Stored items
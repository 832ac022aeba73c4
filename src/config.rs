//! Model configuration.

use std::path::Path;

use serde::{Deserialize, Serialize};

use crate::error::{Result, TopicError};

/// Master configuration for a topic model.
#[derive(Debug, Clone, Default, Serialize, Deserialize)]
pub struct ModelConfig {
    /// Fixed topic count. `None` searches the candidate range on every train.
    #[serde(default)]
    pub n_topics: Option<usize>,

    /// Log per-topic top words after each fit
    #[serde(default)]
    pub verbose: bool,

    #[serde(default)]
    pub vectorizer: VectorizerConfig,

    #[serde(default)]
    pub sampler: SamplerConfig,

    #[serde(default)]
    pub selection: SelectionConfig,
}

impl ModelConfig {
    /// Load a configuration from a JSON file. Missing fields take their defaults.
    pub fn from_file(path: impl AsRef<Path>) -> Result<Self> {
        let raw = std::fs::read_to_string(path)?;
        let config: ModelConfig = serde_json::from_str(&raw)?;
        config.validate()?;
        Ok(config)
    }

    pub fn with_topics(mut self, n_topics: usize) -> Self {
        self.n_topics = Some(n_topics);
        self
    }

    pub fn validate(&self) -> Result<()> {
        if self.n_topics == Some(0) {
            return Err(TopicError::Configuration(
                "n_topics must be positive".to_string(),
            ));
        }
        self.vectorizer.validate()?;
        self.sampler.validate()?;
        self.selection.validate()
    }
}

/// Which stop word list to filter out of the vocabulary.
#[derive(Debug, Clone, Default, PartialEq, Eq, Serialize, Deserialize)]
#[serde(rename_all = "lowercase")]
pub enum StopWords {
    #[default]
    English,
    None,
    List(Vec<String>),
}

/// Vocabulary construction settings.
#[derive(Debug, Clone, Serialize, Deserialize)]
pub struct VectorizerConfig {
    #[serde(default)]
    pub stop_words: StopWords,

    /// Filtered in addition to `stop_words`
    #[serde(default)]
    pub extra_stop_words: Vec<String>,

    /// Inclusive (min, max) n-gram lengths
    #[serde(default = "default_ngram_range")]
    pub ngram_range: (usize, usize),

    /// Minimum number of documents a term must appear in
    #[serde(default = "default_min_df")]
    pub min_df: usize,

    /// Keep only the most frequent terms across the corpus
    #[serde(default)]
    pub max_features: Option<usize>,
}

impl Default for VectorizerConfig {
    fn default() -> Self {
        Self {
            stop_words: StopWords::default(),
            extra_stop_words: Vec::new(),
            ngram_range: default_ngram_range(),
            min_df: default_min_df(),
            max_features: None,
        }
    }
}

impl VectorizerConfig {
    pub fn validate(&self) -> Result<()> {
        let (min_n, max_n) = self.ngram_range;
        if min_n == 0 || max_n < min_n {
            return Err(TopicError::Configuration(format!(
                "invalid ngram_range ({}, {})",
                min_n, max_n
            )));
        }
        if self.min_df == 0 {
            return Err(TopicError::Configuration(
                "min_df must be at least 1".to_string(),
            ));
        }
        if self.max_features == Some(0) {
            return Err(TopicError::Configuration(
                "max_features must be positive".to_string(),
            ));
        }
        Ok(())
    }
}

fn default_ngram_range() -> (usize, usize) {
    (1, 1)
}
fn default_min_df() -> usize {
    1
}

/// Dirichlet priors and transform settings for the Gibbs sampler.
#[derive(Debug, Clone, Serialize, Deserialize)]
pub struct SamplerConfig {
    /// Document-topic concentration
    #[serde(default = "default_alpha")]
    pub alpha: f64,

    /// Topic-word concentration
    #[serde(default = "default_beta")]
    pub beta: f64,

    /// Fixed-point iterations when labeling unseen documents
    #[serde(default = "default_transform_iterations")]
    pub transform_iterations: usize,

    #[serde(default = "default_transform_tolerance")]
    pub transform_tolerance: f64,
}

impl Default for SamplerConfig {
    fn default() -> Self {
        Self {
            alpha: default_alpha(),
            beta: default_beta(),
            transform_iterations: default_transform_iterations(),
            transform_tolerance: default_transform_tolerance(),
        }
    }
}

impl SamplerConfig {
    pub fn validate(&self) -> Result<()> {
        if self.alpha.is_nan() || self.beta.is_nan() || self.alpha <= 0.0 || self.beta <= 0.0 {
            return Err(TopicError::Configuration(format!(
                "priors must be positive (alpha={}, beta={})",
                self.alpha, self.beta
            )));
        }
        Ok(())
    }
}

fn default_alpha() -> f64 {
    0.1
}
fn default_beta() -> f64 {
    0.01
}
fn default_transform_iterations() -> usize {
    20
}
fn default_transform_tolerance() -> f64 {
    1e-16
}

/// Topic count search settings. `seed` and `iterations` also apply to a
/// direct fit at a fixed topic count.
#[derive(Debug, Clone, Serialize, Deserialize)]
pub struct SelectionConfig {
    /// First candidate topic count
    #[serde(default = "default_range_start")]
    pub range_start: usize,

    /// Exclusive upper bound of the candidate range
    #[serde(default = "default_range_end")]
    pub range_end: usize,

    #[serde(default = "default_range_step")]
    pub range_step: usize,

    /// Explicit candidates, used instead of start/end/step when set
    #[serde(default)]
    pub candidates: Option<Vec<usize>>,

    #[serde(default = "default_seed")]
    pub seed: u64,

    /// Gibbs sweeps per fit
    #[serde(default = "default_iterations")]
    pub iterations: usize,

    /// Fit candidates on the rayon thread pool
    #[serde(default)]
    pub parallel: bool,

    /// Draw a terminal progress bar during the search
    #[serde(default)]
    pub progress: bool,
}

impl Default for SelectionConfig {
    fn default() -> Self {
        Self {
            range_start: default_range_start(),
            range_end: default_range_end(),
            range_step: default_range_step(),
            candidates: None,
            seed: default_seed(),
            iterations: default_iterations(),
            parallel: false,
            progress: false,
        }
    }
}

impl SelectionConfig {
    pub fn validate(&self) -> Result<()> {
        if self.iterations == 0 {
            return Err(TopicError::Configuration(
                "iterations must be positive".to_string(),
            ));
        }
        crate::selection::CandidateRange::from_config(self).map(|_| ())
    }
}

fn default_range_start() -> usize {
    5
}
fn default_range_end() -> usize {
    20
}
fn default_range_step() -> usize {
    2
}
fn default_seed() -> u64 {
    1
}
fn default_iterations() -> usize {
    2000
}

» **WHAT YOU ARE ASKED TO DO**: After identifying the lines above that contain "Option", copy each one.

» **WRITTEN ANSWER**:
    pub n_topics: Option<usize>,
    pub max_features: Option<usize>,
    pub candidates: Option<Vec<usize>>,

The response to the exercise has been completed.